By this point, Bennett’s Alzheimer’s disease, which he’d been living with since 2016, had advanced, so no one could predict the condition he would be on the actual show days, which were set up to promote Bennett’s second duets album with Gaga (and final studio album overall), Love for Sale. “It was touch-and-go the whole time, because we knew it could change at any minute. Tony could not be well enough,” says Coletti. “And then COVID, out of nowhere, came roaring back that July. It had felt like we were all just starting to take our masks off for about a week in July, and then it just came back with a vengeance. We really threaded that needle, because later that month of August, things shut down again. Somehow, this show was meant to happen, but it could have gone wrong in so many different ways.”

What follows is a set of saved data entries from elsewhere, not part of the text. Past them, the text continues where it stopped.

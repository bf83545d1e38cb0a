//! REST API endpoints

use axum::{
    extract::State,
    http::StatusCode,
    response::{IntoResponse, Response},
    Json,
};
use serde::{Deserialize, Serialize};
use std::collections::BTreeMap;
use std::sync::Arc;

use crate::avatar::ExpressionCategory;
use crate::chat::ChatMessage;
use crate::output::sse;
use crate::AppState;

/// API response wrapper
#[derive(Debug, Serialize, Deserialize)]
pub struct ApiResponse<T> {
    pub success: bool,
    #[serde(skip_serializing_if = "Option::is_none")]
    pub data: Option<T>,
    #[serde(skip_serializing_if = "Option::is_none")]
    pub error: Option<String>,
}

impl<T: Serialize> ApiResponse<T> {
    pub fn success(data: T) -> Json<Self> {
        Json(Self {
            success: true,
            data: Some(data),
            error: None,
        })
    }
}

impl ApiResponse<()> {
    pub fn error(message: &str) -> Json<Self> {
        Json(Self {
            success: false,
            data: None,
            error: Some(message.to_string()),
        })
    }

    pub fn ok() -> Json<Self> {
        Json(Self {
            success: true,
            data: None,
            error: None,
        })
    }
}

/// Status response
#[derive(Debug, Serialize, Deserialize)]
pub struct StatusResponse {
    pub name: String,
    pub version: String,
    pub mode: String,
    pub focused: bool,
    pub composing: bool,
    pub user_typing: bool,
    pub ai_speaking: bool,
    pub tts_speaking: bool,
    pub ai_talking: bool,
    pub chat_loading: bool,
    pub fps: u32,
}

/// Get current status
pub async fn get_status(State(state): State<Arc<AppState>>) -> impl IntoResponse {
    let input = state.frame_input();
    let focused = state.chat_input().is_focused();
    let speech = state.speech();
    let fps = state.config.read().await.render.fps;

    ApiResponse::success(StatusResponse {
        name: crate::NAME.to_string(),
        version: crate::VERSION.to_string(),
        mode: input.talk_mode().to_string(),
        focused,
        composing: input.composing,
        user_typing: input.user_typing,
        ai_speaking: input.ai_speaking,
        tts_speaking: speech.tts_speaking,
        ai_talking: speech.ai_talking,
        chat_loading: state.is_chat_loading(),
        fps,
    })
}

/// Get current configuration
pub async fn get_config(State(state): State<Arc<AppState>>) -> impl IntoResponse {
    let config = state.config.read().await;
    Json(config.clone())
}

/// Get the most recent frame
pub async fn get_frame(State(state): State<Arc<AppState>>) -> impl IntoResponse {
    ApiResponse::success(state.latest_frame().await)
}

/// Chat input gained focus
pub async fn focus_input(State(state): State<Arc<AppState>>) -> impl IntoResponse {
    state.update_input(|input| input.focus());
    ApiResponse::<()>::ok()
}

/// Chat input lost focus
pub async fn blur_input(State(state): State<Arc<AppState>>) -> impl IntoResponse {
    state.update_input(|input| input.blur());
    ApiResponse::<()>::ok()
}

/// Input event request
#[derive(Debug, Deserialize)]
pub struct InputRequest {
    pub text: String,
}

pub async fn set_input(
    State(state): State<Arc<AppState>>,
    Json(request): Json<InputRequest>,
) -> impl IntoResponse {
    state.update_input(|input| input.set_text(request.text));
    ApiResponse::<()>::ok()
}

/// Speech flags request
#[derive(Debug, Deserialize)]
pub struct SpeechRequest {
    #[serde(default)]
    pub tts_speaking: Option<bool>,
    /// Only `false` is accepted; it cuts the current reply short
    #[serde(default)]
    pub ai_talking: Option<bool>,
}

/// AI talking starts only from a chat reply, so `ai_talking: true` is rejected
pub async fn set_speech(
    State(state): State<Arc<AppState>>,
    Json(request): Json<SpeechRequest>,
) -> Response {
    if request.ai_talking == Some(true) {
        return (
            StatusCode::BAD_REQUEST,
            ApiResponse::error("ai_talking can only be set to false"),
        )
            .into_response();
    }
    if let Some(speaking) = request.tts_speaking {
        state.set_tts_speaking(speaking);
    }
    if request.ai_talking == Some(false) {
        state.stop_speech();
    }
    ApiResponse::<()>::ok().into_response()
}

/// Chat request
#[derive(Debug, Deserialize)]
pub struct ChatRequest {
    pub messages: Vec<ChatMessage>,
}

#[derive(Debug, Serialize, Deserialize)]
pub struct ChatReply {
    pub reply: String,
}

/// Forward a conversation to the chat endpoint.
///
/// The chat input is cleared on submit, as the UI does after sending.
pub async fn send_chat(
    State(state): State<Arc<AppState>>,
    Json(request): Json<ChatRequest>,
) -> Response {
    if request.messages.is_empty() {
        return (
            StatusCode::BAD_REQUEST,
            ApiResponse::error("messages must not be empty"),
        )
            .into_response();
    }

    state.update_input(|input| input.clear());

    match state.send_chat(&request.messages).await {
        Ok(reply) => ApiResponse::success(ChatReply { reply }).into_response(),
        Err(e) => (StatusCode::BAD_GATEWAY, ApiResponse::error(&e.to_string())).into_response(),
    }
}

/// Candidate morph target names per expression category
pub async fn list_expressions() -> impl IntoResponse {
    let tables: BTreeMap<&str, &[&str]> = ExpressionCategory::ALL
        .iter()
        .map(|c| (c.as_str(), c.candidates()))
        .collect();
    ApiResponse::success(tables)
}

/// SSE stream endpoint
pub async fn frame_stream(State(state): State<Arc<AppState>>) -> impl IntoResponse {
    sse::create_frame_stream(state)
}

However, everything came together perfectly once Bennett was on the Radio City stage. “We didn’t want to push him hard on soundchecks. And he was OK in soundcheck. But no one, no one, was prepared for what happened when that curtain went up on that audience,” Coletti marvels. “He feeds on energy in a way that I’ve never seen from anyone and gives it back at that same level. It was the most amazing thing I’ve ever witnessed. And the second night was even better than the first. … His muscle memory, the room, it all just connected. Watching him soak that up and then take that and turn it into magic was incredible.
“But really the most special moment was the second night, when Gaga reentered [the stage],” Coletti continues wistfully. “Let’s make sure to talk about her performance, because not only did she have to go up and kill on her own, but she had to perform with Tony. And that meant more than just singing with him. That meant guiding him through it — physically, lyrically. It was an unbelievable feat of both musicianship and love. My daughter was maybe 3 at the point and I thought, ‘I hope you love me the way that she loves him,’ because it was the most beautiful thing to see. And so Gaga leaves and he does his set, and then she reenters and he looks to the side and he exclaims, ‘Lady Gaga!’ And you can just see her burst into tears, because earlier that day, he did not remember her name. That’s the reality of where he was at that time. He had moments where he didn’t [recognize people], and to see that joy on her face… I’m getting choked up just talking about it. It was everything.”
Coletti didn’t get to stay a proper goodbye to Bennett that evening, because of COVID restrictions and physical distancing, but he is content with his memories. “I didn’t need to have a private moment with him. Just to be able to be connected to headsets and be plugged into that performance as it was happening was all I ever needed,” he insists. “But what was really nice was the crew got a text from his wife [Susan Benedetto] when the show aired [on Nov. 28, 2021], of the two of them watching it. And the look on his face was worth everything. That photo means everything to me. He was one in a million, really.”